Exercise objective: Output verbatim the line with "if let Some(fault)" together with every line beneath it, ending at the last line of the entries.

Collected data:

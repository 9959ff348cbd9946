//! toolbridge: out-of-process tool execution over framed JSON RPC.

pub mod bridge;
pub mod dispatcher;
pub mod harness;
pub mod supervisor;
pub mod worker;

pub use dispatcher::{DispatchError, Dispatcher, ExecutionResult, ToolCall};

pub use supervisor::{ProcessSupervisor, SpawnError, WorkerChannel, WorkerLaunch};

pub use harness::{
    Fault, RunError, RunOutput, ToolFn, ToolOutcome, ToolRegistry, run_callback, run_command,
    run_module,
};
pub use worker::{run_loop, serve_stdio};
//! Standalone worker binary: serves the command loop on stdio with a
//! registry of built-in tools.
//!
//! Stdout belongs to the frame stream, so logging goes to stderr.

use std::io::{Read, Write};
use std::sync::Arc;

use tracing_subscriber::{EnvFilter, fmt, layer::SubscriberExt, util::SubscriberInitExt};

use toolbridge::harness::ambient;
use toolbridge::{ToolOutcome, ToolRegistry, serve_stdio};

fn init_tracing() {
    let filter = EnvFilter::try_from_default_env().unwrap_or_else(|_| EnvFilter::new("info"));
    let subscriber = tracing_subscriber::registry()
        .with(filter)
        .with(fmt::layer().with_writer(std::io::stderr));
    let _ = subscriber.try_init();
}

/// Tools every worker ships with. Small on purpose: enough to exercise
/// argv, stdin, cwd, and each failure path end to end.
fn builtin_registry() -> ToolRegistry {
    let mut registry = ToolRegistry::new();

    registry.register("echo_argv", || {
        write!(ambient::stdout(), "ran {}", ambient::argv().join(" "))?;
        Ok(ToolOutcome::Completed)
    });

    registry.register("upper", || {
        let mut text = String::new();
        ambient::stdin().read_to_string(&mut text)?;
        write!(ambient::stdout(), "{}", text.to_uppercase())?;
        Ok(ToolOutcome::Completed)
    });

    registry.register("pwd", || {
        let dir = std::env::current_dir()?;
        writeln!(ambient::stdout(), "{}", dir.display())?;
        Ok(ToolOutcome::Completed)
    });

    registry.register("halt", || {
        write!(ambient::stdout(), "stopping early")?;
        Ok(ToolOutcome::Exit(0))
    });

    registry.register("fail", || anyhow::bail!("fail tool always fails"));

    registry.register("panic", || panic!("panic tool panicked"));

    // Kills the whole worker mid-request. The dispatcher side sees the
    // channel drop and respawns on the next call.
    registry.register("die", || std::process::exit(1));

    registry
}

#[tokio::main]
async fn main() {
    init_tracing();
    serve_stdio(Arc::new(builtin_registry())).await;
}
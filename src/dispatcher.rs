//! Client-side facade: one call in, one result out.
//!
//! Owns the response-to-result mapping and the recovery policy: transport
//! faults retire the worker so the next call respawns, while a reply that
//! merely answers the wrong request is reported in the result.

use std::path::PathBuf;
use std::sync::Arc;

use thiserror::Error;

use crate::bridge::channel::ChannelError;
use crate::bridge::protocol::{Method, Request, RequestId, Response};
use crate::supervisor::{ProcessSupervisor, SpawnError, WorkerLaunch};

#[derive(Debug, Error)]
pub enum DispatchError {
    /// No worker channel could be obtained for the workspace.
    #[error("worker unavailable: {0}")]
    Unavailable(#[from] SpawnError),

    /// The conversation died mid-exchange. The worker entry is retired and
    /// the next call starts over with a fresh worker.
    #[error("worker channel lost: {0}")]
    Channel(#[from] ChannelError),
}

/// Parameters of one tool invocation.
#[derive(Debug, Clone)]
pub struct ToolCall {
    pub module: String,
    pub argv: Vec<String>,
    pub use_stdin: bool,
    pub cwd: PathBuf,
    pub source: Option<String>,
}

impl ToolCall {
    pub fn new(module: impl Into<String>, cwd: impl Into<PathBuf>) -> Self {
        Self {
            module: module.into(),
            argv: Vec::new(),
            use_stdin: false,
            cwd: cwd.into(),
            source: None,
        }
    }

    pub fn with_argv(mut self, argv: Vec<String>) -> Self {
        self.argv = argv;
        self
    }

    /// Feed `source` to the tool over captured stdin.
    pub fn with_stdin_source(mut self, source: impl Into<String>) -> Self {
        self.use_stdin = true;
        self.source = Some(source.into());
        self
    }
}

/// What a tool run produced, as callers consume it.
#[derive(Debug, Clone, PartialEq)]
pub struct ExecutionResult {
    pub stdout: String,
    pub stderr: String,
    /// True when `stderr` carries a fault report rather than ordinary tool
    /// output.
    pub exception: bool,
}

/// Executes tool calls against supervised workers.
pub struct Dispatcher {
    supervisor: Arc<ProcessSupervisor>,
}

impl Dispatcher {
    pub fn new(supervisor: Arc<ProcessSupervisor>) -> Self {
        Self { supervisor }
    }

    pub fn supervisor(&self) -> &Arc<ProcessSupervisor> {
        &self.supervisor
    }

    /// Runs one tool call on the workspace's worker, starting or restarting
    /// the worker as needed. Blocks until the worker replies; calls for the
    /// same workspace queue behind each other.
    pub async fn run(
        &self,
        workspace: &str,
        launch: &WorkerLaunch,
        call: ToolCall,
    ) -> Result<ExecutionResult, DispatchError> {
        let channel = self.supervisor.get_or_start(workspace, launch).await?;

        let request = Request {
            id: RequestId::new(),
            method: Method::Run,
            module: Some(call.module),
            argv: call.argv,
            use_stdin: call.use_stdin,
            cwd: Some(call.cwd),
            source: call.source,
        };

        tracing::debug!(workspace = %workspace, id = %request.id, "Dispatching run");
        let response = match channel.exchange(&request).await {
            Ok(response) => response,
            Err(e) => {
                tracing::warn!(workspace = %workspace, error = %e, "Exchange failed, retiring worker");
                self.supervisor.retire(workspace, &channel).await;
                return Err(e.into());
            }
        };

        if response.id != request.id {
            // The worker answered, just not what we asked. Report it in the
            // result rather than tearing the session down.
            tracing::warn!(
                workspace = %workspace,
                expected = %request.id,
                received = %response.id,
                "Response id mismatch"
            );
            return Ok(ExecutionResult {
                stdout: String::new(),
                stderr: describe_mismatch(&request),
                exception: false,
            });
        }

        Ok(result_from_response(response))
    }
}

fn result_from_response(response: Response) -> ExecutionResult {
    ExecutionResult {
        stdout: response.result.unwrap_or_default(),
        stderr: response.error.unwrap_or_default(),
        exception: response.exception.unwrap_or(false),
    }
}

fn describe_mismatch(request: &Request) -> String {
    let rendered =
        serde_json::to_string_pretty(request).unwrap_or_else(|_| format!("{request:?}"));
    format!("invalid response for request: {rendered}")
}
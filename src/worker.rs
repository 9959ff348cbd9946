//! Worker-side command loop.
//!
//! The child half of the bridge: reads one request frame at a time off the
//! transport, runs it through the harness on the blocking pool, and writes
//! exactly one response frame back. Strictly sequential by protocol; the
//! loop never reads ahead while a tool is running.

use std::sync::Arc;

use futures::{SinkExt, StreamExt};
use tokio::io::{AsyncRead, AsyncWrite, stdin, stdout};
use tokio_util::codec::{FramedRead, FramedWrite};

use crate::bridge::codec::{FramingError, RpcCodec};
use crate::bridge::protocol::{Method, Request, RequestId, Response};
use crate::harness::{self, RunOutput, ToolRegistry};

/// Serves requests until an `exit` request, end of stream, or a transport
/// fault. Generic over the byte streams so tests can drive it over
/// in-memory pipes; [`serve_stdio`] binds it to the real transport.
pub async fn run_loop<R, W>(registry: Arc<ToolRegistry>, reader: R, writer: W)
where
    R: AsyncRead + Unpin,
    W: AsyncWrite + Unpin,
{
    // Requests are decoded in two steps (frame to Value, Value to Request)
    // so a malformed body is reported over the channel instead of being
    // indistinguishable from frame corruption.
    let mut reader = FramedRead::new(reader, RpcCodec::<serde_json::Value>::new());
    let mut writer = FramedWrite::new(writer, RpcCodec::<Response>::new());

    loop {
        let raw = match reader.next().await {
            Some(Ok(value)) => value,
            Some(Err(e)) => {
                tracing::error!(error = %e, "Request stream corrupted, exiting");
                break;
            }
            None => {
                tracing::info!("Request stream closed (dispatcher gone), exiting");
                break;
            }
        };

        let request: Request = match serde_json::from_value(raw.clone()) {
            Ok(request) => request,
            Err(e) => {
                let id = raw
                    .get("id")
                    .and_then(|v| v.as_str())
                    .map(RequestId::from)
                    .unwrap_or_else(|| "".into());
                tracing::warn!(%id, error = %e, "Undecodable request");
                let reply = Response::error(id, format!("invalid request: {e}"), true);
                if send_response(&mut writer, reply).await.is_err() {
                    break;
                }
                continue;
            }
        };

        let response = match request.method {
            Method::Exit => {
                tracing::info!(id = %request.id, "Exit requested");
                break;
            }
            Method::Run => run_request(&registry, request).await,
            Method::Unknown => {
                tracing::warn!(id = %request.id, "Unknown method");
                Response::error(request.id, "unknown method", true)
            }
        };

        if send_response(&mut writer, response).await.is_err() {
            break;
        }
    }
}

/// Runs the command loop over the process's own stdio, the transport a
/// supervisor wires a spawned worker to.
pub async fn serve_stdio(registry: Arc<ToolRegistry>) {
    tracing::info!(pid = std::process::id(), "Worker serving on stdio");
    run_loop(registry, stdin(), stdout()).await;
    tracing::info!("Worker loop finished");
}

async fn send_response<W>(
    writer: &mut FramedWrite<W, RpcCodec<Response>>,
    response: Response,
) -> Result<(), FramingError>
where
    W: AsyncWrite + Unpin,
{
    if let Err(e) = writer.send(response).await {
        tracing::error!(error = %e, "Response write failed");
        return Err(e);
    }
    Ok(())
}

async fn run_request(registry: &Arc<ToolRegistry>, request: Request) -> Response {
    let Request {
        id,
        module,
        argv,
        use_stdin,
        cwd,
        source,
        ..
    } = request;

    let Some(module) = module else {
        return Response::error(id, "run request without module", true);
    };

    tracing::debug!(%id, module = %module, argc = argv.len(), "Running tool");

    let registry = Arc::clone(registry);
    let run = tokio::task::spawn_blocking(move || {
        let cwd = match cwd {
            Some(path) => path,
            // Absent cwd means stay where the worker already is.
            None => std::env::current_dir().map_err(harness::RunError::Io)?,
        };
        harness::run_module(&registry, &module, argv, use_stdin, &cwd, source.as_deref())
    });

    match run.await {
        Ok(Ok(output)) => build_response(id, output),
        Ok(Err(e)) => Response::error(id, e.to_string(), true),
        Err(join_error) => {
            // The harness catches tool panics itself; getting here means the
            // blocking task was torn down out from under us.
            tracing::error!(error = %join_error, "Tool task failed");
            Response::error(id, format!("tool task failed: {join_error}"), true)
        }
    }
}

/// Faults beat stderr, stderr beats stdout, silence is a bare reply.
fn build_response(id: RequestId, output: RunOutput) -> Response {
    if let Some(fault) = output.fault {
        return Response::error(id, fault.to_string(), true);
    }
    if !output.stderr.is_empty() {
        return Response::error(id, output.stderr, false);
    }
    if !output.stdout.is_empty() {
        return Response::result(id, output.stdout);
    }
    Response::empty(id)
}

Response to the exercise:
    if let Some(fault) = output.fault {
        return Response::error(id, fault.to_string(), true);
    }
    if !output.stderr.is_empty() {
        return Response::error(id, output.stderr, false);
    }
    if !output.stdout.is_empty() {
        return Response::result(id, output.stdout);
    }
    Response::empty(id)
}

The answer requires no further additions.